Les cadences de train élevées augmentent les émissions
La prise en compte de la pénibilité n’est évidemment pas la seule solution pour soustraire les salariés à la pollution de l’air. « La priorité, ce doit être la réduction des émissions », insiste François-Xavier Arouls, évoquant par exemple la révision des systèmes de freinage. La RATP nous précise : « Le renouvellement du matériel roulant tend véritablement à diminuer les émissions de particules à la source, notamment du fait du freinage électrique dont sont équipés les nouveaux matériels. » Quelle est la proportion de motrices équipées, et quelles sont les diminutions d’émission constatées ? Mystère. La régie n’a pas apporté de précisions pour étayer ses affirmations. Pas plus que la SNCF d’ailleurs, que nous avons également interrogée, puisqu’elle exploite 7% du réseau ferroviaire souterrain d’Ile-de-France (25 gares sur 391).
Les conducteurs, de leur côté, restent sceptiques sur l’efficacité des nouvelles motrices, notamment à cause d’une sollicitation accrue des freins, sommés d’agir sur des trains de plus en plus chargés. « Notre système d’optimisation de la vitesse – qui permet de rapprocher les trains le plus possible à leur vitesse maximale – fait que l’on freine très dur, ajoute François-Xavier Arouls. Ce qui produit beaucoup de particules. »
Les syndicats suggèrent plutôt la captation des particules à la source, à proximité immédiate des freins. Une expérimentation vient d’être lancée par la SNCF et l’entreprise Tallano, avec des financements de la région Ile-de-France qui a retenu quatre autres projets pour tâcher d’améliorer la qualité de l’air dans le métro et dans le RER. Un million d’euros ont été mis sur la table. Les résultats sont attendus d’ici deux ans.
Travailleurs et voyageurs embarqués dans le même combat ?
« Nos conditions de travail sont aussi les conditions de transport des voyageurs », souligne François Xavier Arouls. Chaque jour, cinq millions de personnes empruntent les réseaux franciliens souterrains. « Il convient de souligner que les résultats de risque chez les travailleurs ne sont pas transposables aux usagers du métro, dont l’exposition quotidienne est beaucoup plus intermittente », remarquait l’Anses en 2015. Il n’empêche, « la sécurité des voyageurs ce n’est pas seulement d’éviter de tamponner un train, c’est aussi de pouvoir respirer un air sans danger », estime Eric Sauvanet.

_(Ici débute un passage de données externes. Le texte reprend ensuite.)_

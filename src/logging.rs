use anyhow::{Context, Result};
use std::fs::{self, OpenOptions};
use std::path::Path;
use tracing_appender::non_blocking::WorkerGuard;
use tracing_subscriber::layer::SubscriberExt;
use tracing_subscriber::util::SubscriberInitExt;
use tracing_subscriber::{fmt, EnvFilter};

/// Keep alive until exit; dropping it flushes the log file.
pub struct LoggingGuard {
    _file_guard: WorkerGuard,
}

/// Logs go to a file only. The terminal belongs to the UI, so nothing is written to stderr.
pub fn init(log_path: &Path) -> Result<LoggingGuard> {
    if let Some(parent) = log_path.parent() {
        fs::create_dir_all(parent).with_context(|| format!("creating {:?}", parent))?;
    }
    let file = OpenOptions::new()
        .create(true)
        .append(true)
        .open(log_path)
        .with_context(|| format!("opening log file {:?}", log_path))?;
    let (writer, file_guard) = tracing_appender::non_blocking(file);

    let filter = EnvFilter::try_from_env("NOTECARDS_LOG").unwrap_or_else(|_| EnvFilter::new("info"));
    let file_layer = fmt::layer()
        .with_writer(writer)
        .with_ansi(false)
        .with_target(true);

    tracing_subscriber::registry()
        .with(filter)
        .with(file_layer)
        .try_init()
        .context("installing log subscriber")?;

    tracing::info!(log_path = %log_path.display(), "logging initialized");
    Ok(LoggingGuard {
        _file_guard: file_guard,
    })
}
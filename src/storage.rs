use crate::model::{sort_for_display, Note};
use anyhow::{Context, Result};
use directories::ProjectDirs;
use std::fs;
use std::io;
use std::path::PathBuf;

/// Key of the single entry holding every note.
pub const STORAGE_KEY: &str = "evernote-lite-notes";

pub trait Backend {
    fn read(&self, key: &str) -> io::Result<Option<String>>;
    fn write(&self, key: &str, value: &str) -> io::Result<()>;
}

/// One `<key>.json` file per key inside `dir`.
#[derive(Debug, Clone)]
pub struct FileBackend {
    dir: PathBuf,
}

#[derive(thiserror::Error, Debug)]
pub enum StoreError {
    #[error("note not found: {0}")]
    NotFound(String),
    #[error("encoding notes: {0}")]
    Encode(#[from] serde_json::Error),
    #[error("writing notes: {0}")]
    Io(#[from] io::Error),
}

pub struct NoteStore {
    backend: Box<dyn Backend>,
    notes: Vec<Note>,
    last_raw: Option<String>,
}

impl FileBackend {
    pub fn new(dir: impl Into<PathBuf>) -> Self {
        FileBackend { dir: dir.into() }
    }

    pub fn path_for(&self, key: &str) -> PathBuf {
        self.dir.join(format!("{}.json", key))
    }
}

impl Backend for FileBackend {
    fn read(&self, key: &str) -> io::Result<Option<String>> {
        match fs::read_to_string(self.path_for(key)) {
            Ok(data) => Ok(Some(data)),
            Err(err) if err.kind() == io::ErrorKind::NotFound => Ok(None),
            Err(err) => Err(err),
        }
    }

    fn write(&self, key: &str, value: &str) -> io::Result<()> {
        fs::create_dir_all(&self.dir)?;
        fs::write(self.path_for(key), value)
    }
}

impl NoteStore {
    /// Loads the persisted collection. Unreadable or malformed data yields an empty store.
    pub fn open(backend: Box<dyn Backend>) -> Self {
        let raw = match backend.read(STORAGE_KEY) {
            Ok(raw) => raw,
            Err(err) => {
                tracing::warn!(key = STORAGE_KEY, %err, "could not read notes, starting empty");
                None
            }
        };
        let notes = raw.as_deref().map(parse_notes).unwrap_or_default();
        tracing::debug!(count = notes.len(), "loaded notes");
        NoteStore {
            backend,
            notes,
            last_raw: raw,
        }
    }

    /// Notes in display order.
    pub fn list(&self) -> Vec<Note> {
        let mut notes = self.notes.clone();
        sort_for_display(&mut notes);
        notes
    }

    pub fn get(&self, id: &str) -> Option<&Note> {
        self.notes.iter().find(|n| n.id == id)
    }

    /// Upserts by id. New notes go to the front of the persisted sequence.
    /// Nothing changes in memory unless the write succeeds.
    pub fn save(&mut self, note: Note) -> Result<(), StoreError> {
        let mut next = self.notes.clone();
        match next.iter_mut().find(|n| n.id == note.id) {
            Some(existing) => *existing = note,
            None => next.insert(0, note),
        }
        self.persist(next)
    }

    pub fn remove(&mut self, id: &str) -> Result<Note, StoreError> {
        let idx = self
            .notes
            .iter()
            .position(|n| n.id == id)
            .ok_or_else(|| StoreError::NotFound(id.to_string()))?;
        let mut next = self.notes.clone();
        let removed = next.remove(idx);
        self.persist(next)?;
        Ok(removed)
    }

    /// Picks up writes made by another session. Returns true only when the notes changed.
    pub fn poll_external(&mut self) -> bool {
        let raw = match self.backend.read(STORAGE_KEY) {
            Ok(raw) => raw,
            Err(err) => {
                tracing::warn!(key = STORAGE_KEY, %err, "could not poll notes");
                return false;
            }
        };
        if raw == self.last_raw {
            return false;
        }
        let incoming = raw.as_deref().map(parse_notes).unwrap_or_default();
        self.last_raw = raw;
        if incoming == self.notes {
            return false;
        }
        tracing::info!(count = incoming.len(), "notes changed in another session");
        self.notes = incoming;
        true
    }

    fn persist(&mut self, notes: Vec<Note>) -> Result<(), StoreError> {
        let serialized = serde_json::to_string(&notes)?;
        if let Err(err) = self.backend.write(STORAGE_KEY, &serialized) {
            tracing::error!(key = STORAGE_KEY, %err, "writing notes failed, keeping previous state");
            return Err(err.into());
        }
        self.notes = notes;
        self.last_raw = Some(serialized);
        Ok(())
    }
}

fn parse_notes(raw: &str) -> Vec<Note> {
    match serde_json::from_str(raw) {
        Ok(notes) => notes,
        Err(err) => {
            tracing::warn!(key = STORAGE_KEY, %err, "stored notes are malformed, starting empty");
            Vec::new()
        }
    }
}

pub fn default_store_dir() -> Result<PathBuf> {
    let dirs = ProjectDirs::from("", "", "notecards").context("locating data directory")?;
    Ok(dirs.data_dir().to_path_buf())
}

#[cfg(test)]
pub use memory::MemoryBackend;


#[cfg(test)]
mod tests {
    use super::*;
    use crate::model::NoteDraft;

    fn note(id: &str, title: &str, updated: i64) -> Note {
        Note {
            id: id.into(),
            title: title.into(),
            content: String::new(),
            created_at: 1,
            updated_at: updated,
            color_tag_value: None,
        }
    }

    #[test]
    fn save_upserts_by_id() {
        let backend = MemoryBackend::default();
        let mut store = NoteStore::open(Box::new(backend.clone()));
        store.save(note("a", "first", 1)).unwrap();
        store.save(note("b", "second", 2)).unwrap();
        store.save(note("a", "renamed", 3)).unwrap();
        assert_eq!(store.list().len(), 2);
        assert_eq!(store.get("a").unwrap().title, "renamed");

        let reopened = NoteStore::open(Box::new(backend));
        assert_eq!(reopened.get("a").unwrap().title, "renamed");
        assert_eq!(reopened.list().len(), 2);
    }

    #[test]
    fn remove_missing_leaves_entry_untouched() {
        let backend = MemoryBackend::default();
        let mut store = NoteStore::open(Box::new(backend.clone()));
        store.save(note("a", "keep", 1)).unwrap();
        let before = backend.raw(STORAGE_KEY);
        let err = store.remove("zzz").unwrap_err();
        assert!(matches!(err, StoreError::NotFound(id) if id == "zzz"));
        assert_eq!(backend.raw(STORAGE_KEY), before);
        assert_eq!(store.list().len(), 1);
    }

    #[test]
    fn list_is_newest_first() {
        let mut store = NoteStore::open(Box::new(MemoryBackend::default()));
        store.save(note("old", "old", 10)).unwrap();
        store.save(note("new", "new", 30)).unwrap();
        store.save(note("mid", "mid", 20)).unwrap();
        let listed = store.list();
        for pair in listed.windows(2) {
            assert!(pair[0].updated_at >= pair[1].updated_at);
        }
        assert_eq!(listed[0].id, "new");
    }

    #[test]
    fn malformed_entry_opens_empty() {
        let backend = MemoryBackend::default();
        backend.put_raw(STORAGE_KEY, "{not json");
        let store = NoteStore::open(Box::new(backend));
        assert!(store.list().is_empty());
    }

    #[test]
    fn poll_reports_only_real_changes() {
        let backend = MemoryBackend::default();
        let mut ours = NoteStore::open(Box::new(backend.clone()));
        let mut theirs = NoteStore::open(Box::new(backend.clone()));

        assert!(!ours.poll_external());
        theirs.save(note("t", "from elsewhere", 5)).unwrap();
        assert!(ours.poll_external());
        assert_eq!(ours.get("t").unwrap().title, "from elsewhere");
        assert!(!ours.poll_external());

        // Same notes, different formatting: no change reported.
        let pretty = serde_json::to_string_pretty(&ours.notes).unwrap();
        backend.put_raw(STORAGE_KEY, &pretty);
        assert!(!ours.poll_external());
    }

    #[test]
    fn last_writer_wins() {
        let backend = MemoryBackend::default();
        let mut a = NoteStore::open(Box::new(backend.clone()));
        let mut b = NoteStore::open(Box::new(backend.clone()));
        a.save(note("x", "from a", 1)).unwrap();
        b.save(note("y", "from b", 2)).unwrap();
        let reopened = NoteStore::open(Box::new(backend));
        assert!(reopened.get("x").is_none());
        assert_eq!(reopened.get("y").unwrap().title, "from b");
    }

    #[test]
    fn file_backend_survives_reopen() {
        let dir = tempfile::tempdir().unwrap();
        let backend = FileBackend::new(dir.path().join("nested"));
        let mut store = NoteStore::open(Box::new(backend.clone()));
        let created = Note::new(NoteDraft::new("Persisted", "body", None).unwrap());
        store.save(created.clone()).unwrap();

        assert!(backend.path_for(STORAGE_KEY).exists());
        let reopened = NoteStore::open(Box::new(backend));
        assert_eq!(reopened.get(&created.id), Some(&created));
    }

    /// Accepts nothing; every write is refused.
    struct ReadOnlyBackend(MemoryBackend);

    impl Backend for ReadOnlyBackend {
        fn read(&self, key: &str) -> io::Result<Option<String>> {
            self.0.read(key)
        }

        fn write(&self, _key: &str, _value: &str) -> io::Result<()> {
            Err(io::Error::new(io::ErrorKind::PermissionDenied, "read-only"))
        }
    }

    #[test]
    fn failed_write_keeps_previous_notes() {
        let backend = MemoryBackend::default();
        NoteStore::open(Box::new(backend.clone()))
            .save(note("kept", "kept", 1))
            .unwrap();
        let before = backend.raw(STORAGE_KEY);
        let mut store = NoteStore::open(Box::new(ReadOnlyBackend(backend.clone())));

        let err = store.save(note("ghost", "Ghost", 2)).unwrap_err();
        assert!(matches!(err, StoreError::Io(_)));
        assert!(store.get("ghost").is_none());

        let err = store.remove("kept").unwrap_err();
        assert!(matches!(err, StoreError::Io(_)));
        assert_eq!(store.get("kept").unwrap().title, "kept");

        assert_eq!(backend.raw(STORAGE_KEY), before);
        assert!(!store.poll_external());
        assert_eq!(store.list().len(), 1);
    }
}
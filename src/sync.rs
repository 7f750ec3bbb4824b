use crate::model::{Note, NoteId};
use chrono::Utc;
use std::collections::VecDeque;

/// Acknowledgment returned by the remote delete call.
#[derive(Debug, Clone, PartialEq, Eq)]
pub struct DeleteAck {
    pub id: NoteId,
    pub success: bool,
}

#[derive(thiserror::Error, Debug, Clone, PartialEq, Eq)]
pub enum SyncError {
    #[error("{op} rejected for {id}: {reason}")]
    Rejected {
        op: SyncKind,
        id: NoteId,
        reason: String,
    },
    #[error("remote refused to delete {0}")]
    DeleteRefused(NoteId),
}

/// Remote mirror of the local notes. Calls run after the local write and never undo it.
pub trait SyncClient {
    fn fetch_all(&self) -> Result<Vec<Note>, SyncError>;
    fn create(&self, note: &Note) -> Result<Note, SyncError>;
    fn update(&self, note: &Note) -> Result<Note, SyncError>;
    fn delete(&self, id: &str) -> Result<DeleteAck, SyncError>;
}

#[derive(Debug, Clone, Copy, PartialEq, Eq, Hash)]
pub enum SyncKind {
    Create,
    Update,
    Delete,
}

#[derive(Debug, Clone, PartialEq, Eq)]
pub enum SyncOp {
    Create(Note),
    Update(Note),
    Delete(NoteId),
}

#[derive(Debug, Clone, PartialEq, Eq)]
pub struct SyncOutcome {
    pub kind: SyncKind,
    pub id: NoteId,
    pub result: Result<(), SyncError>,
}

/// Stand-in for the HTTP backend: logs each call and answers immediately.
#[derive(Debug, Default)]
pub struct StubSyncClient {
    offline: bool,
}

pub struct SyncQueue {
    client: Box<dyn SyncClient>,
    pending: VecDeque<SyncOp>,
}

impl std::fmt::Display for SyncKind {
    fn fmt(&self, f: &mut std::fmt::Formatter<'_>) -> std::fmt::Result {
        f.write_str(match self {
            SyncKind::Create => "create",
            SyncKind::Update => "update",
            SyncKind::Delete => "delete",
        })
    }
}

impl SyncOp {
    pub fn kind(&self) -> SyncKind {
        match self {
            SyncOp::Create(_) => SyncKind::Create,
            SyncOp::Update(_) => SyncKind::Update,
            SyncOp::Delete(_) => SyncKind::Delete,
        }
    }

    pub fn id(&self) -> &str {
        match self {
            SyncOp::Create(note) | SyncOp::Update(note) => &note.id,
            SyncOp::Delete(id) => id,
        }
    }
}

impl StubSyncClient {
    pub fn new(offline: bool) -> Self {
        StubSyncClient { offline }
    }

    fn call(&self, op: SyncKind, method: &str, id: &str) -> Result<(), SyncError> {
        tracing::info!(
            target: "notecards::sync",
            %op,
            method,
            path = %format!("/api/notes/{}", id),
            timestamp = %Utc::now().to_rfc3339(),
            offline = self.offline,
            "remote call"
        );
        if self.offline {
            return Err(SyncError::Rejected {
                op,
                id: id.to_string(),
                reason: "offline".into(),
            });
        }
        Ok(())
    }
}

impl SyncClient for StubSyncClient {
    fn fetch_all(&self) -> Result<Vec<Note>, SyncError> {
        tracing::info!(target: "notecards::sync", method = "GET", path = "/api/notes", "remote call");
        Ok(Vec::new())
    }

    fn create(&self, note: &Note) -> Result<Note, SyncError> {
        self.call(SyncKind::Create, "POST", &note.id)?;
        Ok(note.clone())
    }

    fn update(&self, note: &Note) -> Result<Note, SyncError> {
        self.call(SyncKind::Update, "PUT", &note.id)?;
        Ok(note.clone())
    }

    fn delete(&self, id: &str) -> Result<DeleteAck, SyncError> {
        self.call(SyncKind::Delete, "DELETE", id)?;
        Ok(DeleteAck {
            id: id.to_string(),
            success: true,
        })
    }
}

impl SyncQueue {
    pub fn new(client: Box<dyn SyncClient>) -> Self {
        SyncQueue {
            client,
            pending: VecDeque::new(),
        }
    }

    pub fn enqueue(&mut self, op: SyncOp) {
        tracing::debug!(kind = %op.kind(), id = op.id(), "queued sync");
        self.pending.push_back(op);
    }

    pub fn pending(&self) -> usize {
        self.pending.len()
    }

    pub fn client(&self) -> &dyn SyncClient {
        self.client.as_ref()
    }

    /// Runs every queued call in order.
    pub fn pump(&mut self) -> Vec<SyncOutcome> {
        let mut outcomes = Vec::with_capacity(self.pending.len());
        while let Some(op) = self.pending.pop_front() {
            let kind = op.kind();
            let id = op.id().to_string();
            let result = match &op {
                SyncOp::Create(note) => self.client.create(note).map(|_| ()),
                SyncOp::Update(note) => self.client.update(note).map(|_| ()),
                SyncOp::Delete(id) => self.client.delete(id).and_then(|ack| {
                    if ack.success {
                        Ok(())
                    } else {
                        Err(SyncError::DeleteRefused(ack.id))
                    }
                }),
            };
            if let Err(err) = &result {
                tracing::error!(%kind, %id, %err, "sync failed");
            }
            outcomes.push(SyncOutcome { kind, id, result });
        }
        outcomes
    }
}

#[cfg(test)]
pub use scripted::ScriptedSyncClient;
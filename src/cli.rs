use clap::{Args, Parser, Subcommand};
use std::path::PathBuf;

#[derive(Parser, Debug)]
#[command(name = "notecards", version, about = "Terminal note cards with animated editing")]
pub struct Cli {
    #[command(flatten)]
    pub global: GlobalArgs,
    #[command(subcommand)]
    pub command: Option<Command>,
}

#[derive(Args, Debug, Clone)]
pub struct GlobalArgs {
    /// Directory holding the notes file and the log
    #[arg(long, global = true, env = "NOTECARDS_DIR")]
    pub store_dir: Option<PathBuf>,
    /// Length of the card/dialog animation in milliseconds
    #[arg(long, global = true, env = "NOTECARDS_ANIMATION_MS")]
    pub animation_ms: Option<u64>,
    /// Make every remote sync call fail
    #[arg(long, global = true, env = "NOTECARDS_OFFLINE")]
    pub offline: bool,
}

#[derive(Subcommand, Debug)]
pub enum Command {
    /// List notes, most recently updated first
    List,
    /// Add a new note
    Add {
        /// Title of the note
        title: String,
        /// Note content
        #[arg(long)]
        content: Option<String>,
        /// Color tag (see `colors`)
        #[arg(long)]
        color: Option<String>,
    },
    /// Edit an existing note
    Edit {
        /// Note id to edit
        note_id: String,
        /// New title
        #[arg(long)]
        title: Option<String>,
        /// New content
        #[arg(long)]
        content: Option<String>,
        /// New color tag
        #[arg(long, conflicts_with = "clear_color")]
        color: Option<String>,
        /// Remove the color tag
        #[arg(long)]
        clear_color: bool,
    },
    /// Delete a note
    Delete {
        /// Note id to delete
        note_id: String,
    },
    /// Show the color tag palette
    Colors,
    /// Launch the interactive TUI
    Tui,
}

Lassés d’attendre que leurs directions se mobilisent, les syndicats et des associations pourraient prochainement passer à la vitesse supérieure. La CFDT prévoit le dépôt d’un nouveau référé devant le conseil d’État, et une plainte pour mise en danger de la vie d’autrui pourrait aussi être engagée bientôt. Solidaires RATP y travaille également.
Nolwenn Weiler
Photo : CC Jean-Michel Galvan
Notes
[1] Ces chiffres sont issus de mesures effectuées en 2017 aux postes de travail de 267 agents suivis sur 14 lignes de métro et des lignes A et B du RER.
[2] Dès 2000, la Direction générale de la santé (DGS) avait saisi le conseil supérieur d’hygiène publique de France (CSHPF) pour évaluer la possibilité de fixer des valeurs guides. Voir ce document de l’observatoire régional de la santé.
[3] Le réseau Squales (Surveillance de la QUalité de l’Air de L’Environnement Souterrain) a été mis en place en 1997. Il est composé de trois sites de mesures : Franklin D. Roosevelt Ligne 1, Châtelet Ligne 4 et Auber RER A. Des mesures quotidiennes y sont effectuées.
[4] On retrouve de l’amiante dans les dessous de caisse des trains, dans les portes des rames, dans le flocage des gares, dans les colles et revêtements, dans les plaques isolant les rails. Il y en avait aussi dans les freins, et les poussières libérées au moment du freinage, collées aux parois des tunnels, n’ont pas toutes disparu…Voir des témoignages ici et ici.
[5] Chiffres issus du rapport de l’Anses publié en 2015.